Я отложил книгу и подумал, что надо уйти, а то еще прибежит за мной кто-нибудь из школы. Перед уходом я посмотрел в словаре (батя меня приучил к этому), что значит слово «ханжа». Так назвал вчера Валечкин отец свою жену. Меня насмешило, что «ханжа» – это китайская хлебная водка, и, спускаясь по лестнице, я все раздумывал, какое отношение имеет эта самая водка к Валькиной матери, но так ни до чего и не додумался. Наверно, это слово еще что-нибудь значит. Надо узнать.
Интересно, я думал о чем угодно, иногда о самой, казалось бы, ерунде, и все-таки все время думал о самом главном, и даже самую пустяковую мысль обязательно поворачивал к этому главному. Подумал, например, о Валечкиной матери и сразу вспомнил свою, или подумал о том, что надо починить «велик», и вспомнил, как мы с мамой его покупали. И так все время.
Я вышел во двор как раз тогда, когда мимо нашей парадной проходил Ольгин отец – старшина милиции. Я хотел было заскочить обратно в подъезд, но он заметил меня и поманил пальцем. Ох, и не хотелось мне его видеть! Я подошел. Он внимательно посмотрел на меня и вдруг протянул мне руку, – вот уж чего я никак не ожидал от старшины милиции.
– Ну, ну, – сказал он, – такие, значит, брат, дела.

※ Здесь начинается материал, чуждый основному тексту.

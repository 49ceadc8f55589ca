//! Host pattern matching.
//!
//! Patterns use `ssh_config(5)` glob syntax: `*` matches any run of
//! characters (including none), `?` matches exactly one character, everything
//! else is literal. Matching is anchored to the whole hostname and ignores case.

use regex::{Regex, RegexBuilder};
use std::fmt;

/// A compiled glob.
#[derive(Debug, Clone)]
pub struct Glob {
    text: String,
    regex: Regex,
}

impl Glob {
    /// Compile `text`. Fails when the translated regex is rejected, e.g. for
    /// exceeding the regex size limit.
    pub fn new(text: &str) -> Result<Self, regex::Error> {
        let regex = RegexBuilder::new(&glob_to_regex(text))
            .case_insensitive(true)
            .dot_matches_new_line(true)
            .build()?;
        Ok(Self {
            text: text.to_string(),
            regex,
        })
    }

    pub fn as_str(&self) -> &str {
        &self.text
    }

    pub fn is_match(&self, hostname: &str) -> bool {
        self.regex.is_match(hostname)
    }
}

impl PartialEq for Glob {
    fn eq(&self, other: &Self) -> bool {
        self.text == other.text
    }
}

impl Eq for Glob {}

/// Translate a glob into an anchored regex source string.
fn glob_to_regex(glob: &str) -> String {
    let mut pattern = String::with_capacity(glob.len() + 2);
    pattern.push('^');
    for ch in glob.chars() {
        match ch {
            '*' => pattern.push_str(".*"),
            '?' => pattern.push('.'),
            _ => pattern.push_str(&regex::escape(ch.encode_utf8(&mut [0; 4]))),
        }
    }
    pattern.push('$');
    pattern
}

/// One token from a `Host` line.
#[derive(Debug, Clone, PartialEq, Eq)]
pub enum Pattern {
    Literal(Glob),
    /// Written with a leading `!`; the `!` is not part of the glob.
    Negated(Glob),
}

impl Pattern {
    /// Build a pattern from a `Host` argument.
    pub fn parse(token: &str) -> Result<Self, regex::Error> {
        Ok(match token.strip_prefix('!') {
            Some(glob) => Pattern::Negated(Glob::new(glob)?),
            None => Pattern::Literal(Glob::new(token)?),
        })
    }

    pub fn glob(&self) -> &Glob {
        match self {
            Pattern::Literal(glob) | Pattern::Negated(glob) => glob,
        }
    }

    pub fn is_negated(&self) -> bool {
        matches!(self, Pattern::Negated(_))
    }

    /// Whether the glob matches `hostname`, ignoring negation.
    pub fn matches(&self, hostname: &str) -> bool {
        self.glob().is_match(hostname)
    }
}

impl fmt::Display for Pattern {
    fn fmt(&self, f: &mut fmt::Formatter<'_>) -> fmt::Result {
        match self {
            Pattern::Literal(glob) => write!(f, "{}", glob.as_str()),
            Pattern::Negated(glob) => write!(f, "!{}", glob.as_str()),
        }
    }
}

/// Whether the glob of `pattern` matches `hostname`.
pub fn matches(pattern: &Pattern, hostname: &str) -> bool {
    pattern.matches(hostname)
}

/// Block-level rule: at least one literal pattern matches and no negated
/// pattern matches. A negated match vetoes the set regardless of order.
pub fn matches_all(patterns: &[Pattern], hostname: &str) -> bool {
    let mut matched = false;
    for pattern in patterns {
        match pattern {
            Pattern::Negated(glob) if glob.is_match(hostname) => return false,
            Pattern::Literal(glob) if glob.is_match(hostname) => matched = true,
            _ => {}
        }
    }
    matched
}

#[cfg(test)]
#[path = "../test/ssh_config/pattern.rs"]
mod tests;
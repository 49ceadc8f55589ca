use super::parse;
use crate::ssh_config::{ConfigFile, ParseErrorKind, Pattern};

const EXAMPLE_CONFIG: &str = "
Host example.com
  ControlMaster auto
  ControlPersist yes
  User git

Host vaultstack-servers-0.centralus.cloudapp.azure.com
  StrictHostKeyChecking no
";

fn pattern_texts(patterns: &[Pattern]) -> Vec<String> {
    patterns.iter().map(ToString::to_string).collect()
}

#[test]
fn groups_params_into_blocks_in_declaration_order() {
    let config = parse(EXAMPLE_CONFIG).expect("parse config");
    let blocks = config.blocks();

    assert_eq!(blocks.len(), 3);
    assert!(blocks[0].is_implicit());
    assert!(blocks[0].params().is_empty());

    assert_eq!(pattern_texts(blocks[1].patterns()), vec!["example.com"]);
    let keywords: Vec<&str> = blocks[1].params().iter().map(|param| param.keyword.as_str()).collect();
    assert_eq!(keywords, vec!["ControlMaster", "ControlPersist", "User"]);
    assert_eq!(blocks[1].line(), 2);

    assert_eq!(pattern_texts(blocks[2].patterns()), vec!["vaultstack-servers-0.centralus.cloudapp.azure.com"]);
    assert_eq!(blocks[2].params()[0].value(), "no");
}

#[test]
fn params_before_first_host_go_to_the_implicit_block() {
    let config = parse("User everyone\nCompression yes\nHost a\n  Port 22\n").expect("parse config");
    let implicit = &config.blocks()[0];

    assert!(implicit.is_implicit());
    assert_eq!(implicit.params().len(), 2);
    assert!(implicit.matches("anything.at.all"));
    assert_eq!(config.host_blocks().count(), 1);
}

#[test]
fn host_keyword_is_case_insensitive_and_splits_patterns() {
    let config = parse("hOsT web-* !web-test db\n  User ops\n").expect("parse config");
    let block = &config.blocks()[1];

    assert_eq!(pattern_texts(block.patterns()), vec!["web-*", "!web-test", "db"]);
    assert!(!block.patterns()[0].is_negated());
    assert!(block.patterns()[1].is_negated());
    assert_eq!(block.patterns()[1].glob().as_str(), "web-test");
}

#[test]
fn keeps_multi_argument_params_and_duplicate_keywords() {
    let config = parse("Host a\n  LocalForward 8080 localhost:80\n  localforward 9090 localhost:90\n").expect("parse config");
    let params = config.blocks()[1].params();

    assert_eq!(params.len(), 2);
    assert_eq!(params[0].args, vec!["8080", "localhost:80"]);
    assert_eq!(params[0].value(), "8080 localhost:80");
    assert_eq!(params[1].keyword, "localforward");
}

#[test]
fn empty_input_has_only_the_implicit_block() {
    let config = parse("").expect("parse empty");
    assert_eq!(config.blocks().len(), 1);
    assert!(config.blocks()[0].is_implicit());
}

#[test]
fn malformed_line_aborts_the_parse() {
    let err = parse("Host example.com\n  User git\n\nThisIsBad\n").expect_err("malformed line");
    assert_eq!(err.line, 4);
    assert_eq!(err.text, "ThisIsBad");
    assert_eq!(err.kind, ParseErrorKind::MissingArgument);
    assert!(err.to_string().contains("line 4"));
}

#[test]
fn host_without_patterns_is_an_error() {
    let err = parse("Host\n").expect_err("bare Host");
    assert_eq!(err.kind, ParseErrorKind::MissingArgument);
}

#[test]
fn parses_through_from_str() {
    let config: ConfigFile = EXAMPLE_CONFIG.parse().expect("parse config");
    assert_eq!(config, parse(EXAMPLE_CONFIG).expect("parse config"));
}

#[test]
fn uncompilable_host_pattern_aborts_the_parse() {
    let content = format!("Host * !{}\n  User wildcard\n", "?".repeat(300_000));
    let err = parse(&content).expect_err("oversized negated glob");

    assert_eq!(err.kind, ParseErrorKind::InvalidPattern);
    assert_eq!(err.line, 1);
    assert!(err.text.starts_with("Host * !"));
}

#[test]
fn valid_host_line_after_bad_line_is_not_reached() {
    let content = format!("Host ok\n  User a\nHost {}\n  User b\n", "?".repeat(300_000));
    let err = parse(&content).expect_err("oversized glob");
    assert_eq!(err.line, 3);
}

Поручили мне, понимаешь, провести с тобой беседу.
Он улыбнулся, но сразу же нахмурился.
– Ты что же это, а? – сказал он строго. – Драться, понимаешь… Да еще как! Ты же его чуть не покалечил. И где? В школе! Нехорошо, Ларионов. Нехорошо.
Я молчал.
– Чего молчишь? – рассердился старшина. – Я ему внушение делаю, а он молчит. Ишь какой…
Я молчал. Он замолчал тоже. Потом заговорил задумчиво, как будто сам с собой:
– Ольга моя кричит и топает ногами, чтобы я не смел с тобой говорить. Что ты, мол, хороший. – Он засмеялся. – Самый, говорит, хороший. Ишь ты! Ну, не красней, не красней. – Он потрепал меня по плечу. – Знаешь, она у меня правильный человек, Ольга. Маленький, а правильный. Ей не верить нельзя. – Он помолчал, потом сказал: – Ну, будем считать – поговорили.